Stored data:
[Start of Attachment]
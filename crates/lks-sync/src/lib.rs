//! lks-sync
//!
//! Reconciliation engine between the remote lock API and local handlers.
//!
//! - [`Processor`] pulls snapshots and history, replays unprocessed history
//!   through registered [`LockHandler`]s, and flushes queued updates.
//! - [`LockInstance`] is the mutable working copy a handler edits. Its
//!   [`commit_updates`](LockInstance::commit_updates) diffs the copy against
//!   the last-known remote lock and yields [`UpdateIntent`]s.
//! - [`UpdateQueue`] coalesces intents into at most one pending record per
//!   lock, credential and update type (pillory excepted).
//!
//! Nothing here talks to the network or a database directly: the engine goes
//! through `lks_rpc::LockApi` and `lks_db::Repository`.

mod events;
pub mod extensions;
mod handler;
mod instance;
mod pass;
mod processor;
mod queue;
mod registry;
mod report;
mod token;
pub mod updates;

pub use events::{LockEvent, LogMeta};
pub use handler::{dispatch, HandlerKey, HandlerScope, LockHandler};
pub use instance::{LockInstance, RemoteHandle};
pub use pass::PassOptions;
pub use processor::{Processor, ProcessorOptions};
pub use queue::{QueueOutcome, UpdateQueue};
pub use registry::{key_of, HandlerRegistry};
pub use report::{FlushReport, HistoryReport, PassReport, RefreshReport, ReplayReport};
pub use token::{credential_id, CredentialIds};
pub use updates::UpdateIntent;
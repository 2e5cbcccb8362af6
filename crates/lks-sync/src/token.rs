//! Credential id derivation.

use std::collections::HashMap;
use std::sync::Mutex;

use sha2::{Digest, Sha256};

use lks_db::CredentialId;
use lks_rpc::Credential;

/// First 16 bytes of SHA-256(secret), hex encoded.
pub fn credential_id(cred: &Credential) -> CredentialId {
    let digest = Sha256::digest(cred.secret().as_bytes());
    CredentialId::new(hex::encode(&digest[..16]))
}

/// Per-process memo of secret -> id.
#[derive(Default)]
pub struct CredentialIds {
    cache: Mutex<HashMap<Credential, CredentialId>>,
}

impl CredentialIds {
    pub fn get(&self, cred: &Credential) -> CredentialId {
        // a poisoned cache only loses memoization
        match self.cache.lock() {
            Ok(mut cache) => cache
                .entry(cred.clone())
                .or_insert_with(|| credential_id(cred))
                .clone(),
            Err(_) => credential_id(cred),
        }
    }
}

#[cfg(test)]
mod tests {
    use super::*;

    #[test]
    fn id_is_32_hex_chars_and_stable() {
        let cred = Credential::new("abc");
        let id = credential_id(&cred);
        // sha256("abc") = ba7816bf8f01cfea414140de5dae2223...
        assert_eq!(id.as_str(), "ba7816bf8f01cfea414140de5dae2223");
        assert_eq!(CredentialIds::default().get(&cred), id);
    }

    #[test]
    fn different_secrets_differ() {
        assert_ne!(
            credential_id(&Credential::new("a")),
            credential_id(&Credential::new("b"))
        );
    }
}
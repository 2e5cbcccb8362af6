//! Extension projections.
//!
//! Each projection is a typed, editable view of one extension attached to a
//! lock. It starts enabled when the lock carries the extension, tracks its
//! own modified flag, and transcodes back to an [`ExtensionConfigDto`] for the
//! extensions edit. Setters only mark the projection modified while it is
//! enabled; toggling `set_enabled` always does.

use chrono::Duration;
use serde::Serialize;
use serde_json::Value;
use tracing::error;

use lks_schemas::{ExtensionConfigDto, ExtensionMode, ExtensionParty, ExtensionSlug, Lock};

mod dice;
mod guess_timer;
mod hygiene;
mod penalties;
mod pillory;
mod random_events;
mod share_link;
mod tasks;
mod verification;
mod wheel;

pub use dice::Dice;
pub use guess_timer::GuessTheTimer;
pub use hygiene::HygieneOpening;
pub use penalties::{
    FrequencyPenalty, Penalties, PenaltyActions, PenaltyTimeLimit, TimeLimitPenalty,
};
pub use pillory::{Pillory, PILLORY_MAX_SECS, PILLORY_MIN_SECS};
pub use random_events::RandomEvents;
pub use share_link::ShareLink;
pub use tasks::Tasks;
pub use verification::VerificationPicture;
pub use wheel::{WheelOfFortune, WheelSegment};

// ---------------------------------------------------------------------------
// Shared state
// ---------------------------------------------------------------------------

#[derive(Debug, Clone, Default, PartialEq, Eq)]
pub struct ExtensionState {
    id: Option<String>,
    enabled: bool,
    modified: bool,
}

impl ExtensionState {
    fn from_party(party: Option<&ExtensionParty>) -> Self {
        Self {
            id: party.map(|p| p.id.clone()),
            enabled: party.is_some(),
            modified: false,
        }
    }

    /// Mark modified if enabled.
    pub(crate) fn touch(&mut self) {
        if self.enabled {
            self.modified = true;
        }
    }
}

pub trait Extension {
    const SLUG: ExtensionSlug;

    fn state(&self) -> &ExtensionState;

    fn state_mut(&mut self) -> &mut ExtensionState;

    fn to_config(&self) -> ExtensionConfigDto;

    /// Remote id of the attached extension, if the lock carries it.
    fn id(&self) -> Option<&str> {
        self.state().id.as_deref()
    }

    fn is_enabled(&self) -> bool {
        self.state().enabled
    }

    fn set_enabled(&mut self, enabled: bool) {
        let s = self.state_mut();
        if s.enabled != enabled {
            s.enabled = enabled;
            s.modified = true;
        }
    }

    fn is_modified(&self) -> bool {
        self.state().modified
    }
}

fn secs(v: i64) -> Duration {
    Duration::seconds(v)
}

fn dto<C: Serialize>(
    slug: ExtensionSlug,
    mode: ExtensionMode,
    regularity: i64,
    config: &C,
) -> ExtensionConfigDto {
    let config = match serde_json::to_value(config) {
        Ok(v) => v,
        Err(err) => {
            error!(slug = slug.as_str(), error = %err, "extensions/config-encode-failed");
            Value::Null
        }
    };
    ExtensionConfigDto {
        slug: slug.as_str().to_string(),
        config,
        mode,
        regularity,
    }
}

// ---------------------------------------------------------------------------
// All projections of one lock
// ---------------------------------------------------------------------------

#[derive(Debug, Clone)]
pub struct Extensions {
    pub dice: Dice,
    pub guess_timer: GuessTheTimer,
    pub hygiene_opening: HygieneOpening,
    pub pillory: Pillory,
    pub random_events: RandomEvents,
    pub share_link: ShareLink,
    pub wheel_of_fortune: WheelOfFortune,
    pub verification_picture: VerificationPicture,
    pub tasks: Tasks,
    pub penalties: Penalties,
}

impl Extensions {
    pub fn from_lock(lock: &Lock) -> Self {
        let party = move |slug: ExtensionSlug| lock.extension(slug.as_str());
        Self {
            dice: Dice::from_party(party(ExtensionSlug::Dice)),
            guess_timer: GuessTheTimer::from_party(party(ExtensionSlug::GuessTheTimer)),
            hygiene_opening: HygieneOpening::from_party(party(ExtensionSlug::HygieneOpening)),
            pillory: Pillory::from_party(party(ExtensionSlug::Pillory)),
            random_events: RandomEvents::from_party(party(ExtensionSlug::RandomEvents)),
            share_link: ShareLink::from_party(party(ExtensionSlug::ShareLink)),
            wheel_of_fortune: WheelOfFortune::from_party(party(ExtensionSlug::WheelOfFortune)),
            verification_picture: VerificationPicture::from_party(party(
                ExtensionSlug::VerificationPicture,
            )),
            tasks: Tasks::from_party(party(ExtensionSlug::Tasks)),
            penalties: Penalties::from_party(party(ExtensionSlug::Penalties)),
        }
    }

    /// `(enabled, modified, config)` for each projection, in slug order.
    fn each(&self) -> [(bool, bool, ExtensionConfigDto); 10] {
        fn row<E: Extension>(e: &E) -> (bool, bool, ExtensionConfigDto) {
            (e.is_enabled(), e.is_modified(), e.to_config())
        }
        [
            row(&self.dice),
            row(&self.guess_timer),
            row(&self.hygiene_opening),
            row(&self.pillory),
            row(&self.random_events),
            row(&self.share_link),
            row(&self.wheel_of_fortune),
            row(&self.verification_picture),
            row(&self.tasks),
            row(&self.penalties),
        ]
    }

    pub fn any_modified(&self) -> bool {
        self.each().iter().any(|(_, modified, _)| *modified)
    }

    /// Configs of the enabled projections only.
    pub fn enabled_configs(&self) -> Vec<ExtensionConfigDto> {
        self.each()
            .into_iter()
            .filter(|(enabled, _, _)| *enabled)
            .map(|(_, _, cfg)| cfg)
            .collect()
    }

    pub fn clear_modified(&mut self) {
        self.dice.state_mut().modified = false;
        self.guess_timer.state_mut().modified = false;
        self.hygiene_opening.state_mut().modified = false;
        self.pillory.state_mut().modified = false;
        self.random_events.state_mut().modified = false;
        self.share_link.state_mut().modified = false;
        self.wheel_of_fortune.state_mut().modified = false;
        self.verification_picture.state_mut().modified = false;
        self.tasks.state_mut().modified = false;
        self.tasks.clear_tasks_modified();
        self.penalties.state_mut().modified = false;
    }

    /// Remote id of an attached extension by slug.
    pub fn id_of(&self, slug: ExtensionSlug) -> Option<&str> {
        match slug {
            ExtensionSlug::Dice => self.dice.id(),
            ExtensionSlug::GuessTheTimer => self.guess_timer.id(),
            ExtensionSlug::HygieneOpening => self.hygiene_opening.id(),
            ExtensionSlug::Pillory => self.pillory.id(),
            ExtensionSlug::RandomEvents => self.random_events.id(),
            ExtensionSlug::ShareLink => self.share_link.id(),
            ExtensionSlug::WheelOfFortune => self.wheel_of_fortune.id(),
            ExtensionSlug::VerificationPicture => self.verification_picture.id(),
            ExtensionSlug::Tasks => self.tasks.id(),
            ExtensionSlug::Penalties => self.penalties.id(),
        }
    }
}

#[cfg(test)]
mod tests {
    use super::*;
    use serde_json::json;

    fn lock_with(extensions: serde_json::Value) -> Lock {
        serde_json::from_value(json!({
            "_id": "l1",
            "status": "locked",
            "role": "keyholder",
            "startDate": "2024-01-01T00:00:00Z",
            "user": { "_id": "u1" },
            "extensions": extensions
        }))
        .unwrap()
    }

    struct Unencodable;

    impl Serialize for Unencodable {
        fn serialize<S: serde::Serializer>(&self, _: S) -> Result<S::Ok, S::Error> {
            Err(serde::ser::Error::custom("not encodable"))
        }
    }

    #[test]
    fn unencodable_config_becomes_null() {
        let cfg = dto(ExtensionSlug::Dice, ExtensionMode::Cumulative, 600, &Unencodable);
        assert_eq!(cfg.slug, "dice");
        assert_eq!(cfg.config, Value::Null);
        assert_eq!(cfg.regularity, 600);
    }

    #[test]
    fn absent_extensions_start_disabled_with_defaults() {
        let ext = Extensions::from_lock(&lock_with(json!([])));
        assert!(!ext.dice.is_enabled());
        assert_eq!(ext.dice.multiplier(), Duration::seconds(3600));
        assert_eq!(ext.hygiene_opening.regularity(), Duration::seconds(172800));
        assert!(ext.enabled_configs().is_empty());
        assert!(!ext.any_modified());
    }

    #[test]
    fn setters_on_disabled_projection_do_not_mark_modified() {
        let mut ext = Extensions::from_lock(&lock_with(json!([])));
        ext.dice.set_multiplier(Duration::seconds(60));
        assert!(!ext.any_modified());

        ext.dice.set_enabled(true);
        assert!(ext.dice.is_modified());
        ext.clear_modified();
        ext.dice.set_multiplier(Duration::seconds(120));
        assert!(ext.any_modified());
    }

    #[test]
    fn enabled_configs_carry_only_enabled_slugs() {
        let mut ext = Extensions::from_lock(&lock_with(json!([
            { "_id": "e1", "slug": "dice", "mode": "cumulative", "regularity": 600,
              "config": { "multiplier": 120 } },
            { "_id": "e2", "slug": "link", "config": {} }
        ])));
        assert_eq!(ext.id_of(ExtensionSlug::Dice), Some("e1"));
        assert_eq!(ext.dice.mode(), ExtensionMode::Cumulative);
        assert_eq!(ext.dice.multiplier(), Duration::seconds(120));

        ext.share_link.set_enabled(false);
        let slugs: Vec<String> = ext.enabled_configs().into_iter().map(|c| c.slug).collect();
        assert_eq!(slugs, vec!["dice".to_string()]);
    }
}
[End of Attachment]
__EXERCISE GOAL__
Looking at the data above, return every line from the one with "pub use updates::UpdateIntent;" down to the one with "CredentialId::new(hex::encode(&digest[..16]))", exactly and inclusively.

__ANSWER BOX__
pub use updates::UpdateIntent;
repository 2e5cbcccb8362af6
filename crates/lks-sync/src/token.rs
//! Credential id derivation.

use std::collections::HashMap;
use std::sync::Mutex;

use sha2::{Digest, Sha256};

use lks_db::CredentialId;
use lks_rpc::Credential;

/// First 16 bytes of SHA-256(secret), hex encoded.
pub fn credential_id(cred: &Credential) -> CredentialId {
    let digest = Sha256::digest(cred.secret().as_bytes());
    CredentialId::new(hex::encode(&digest[..16]))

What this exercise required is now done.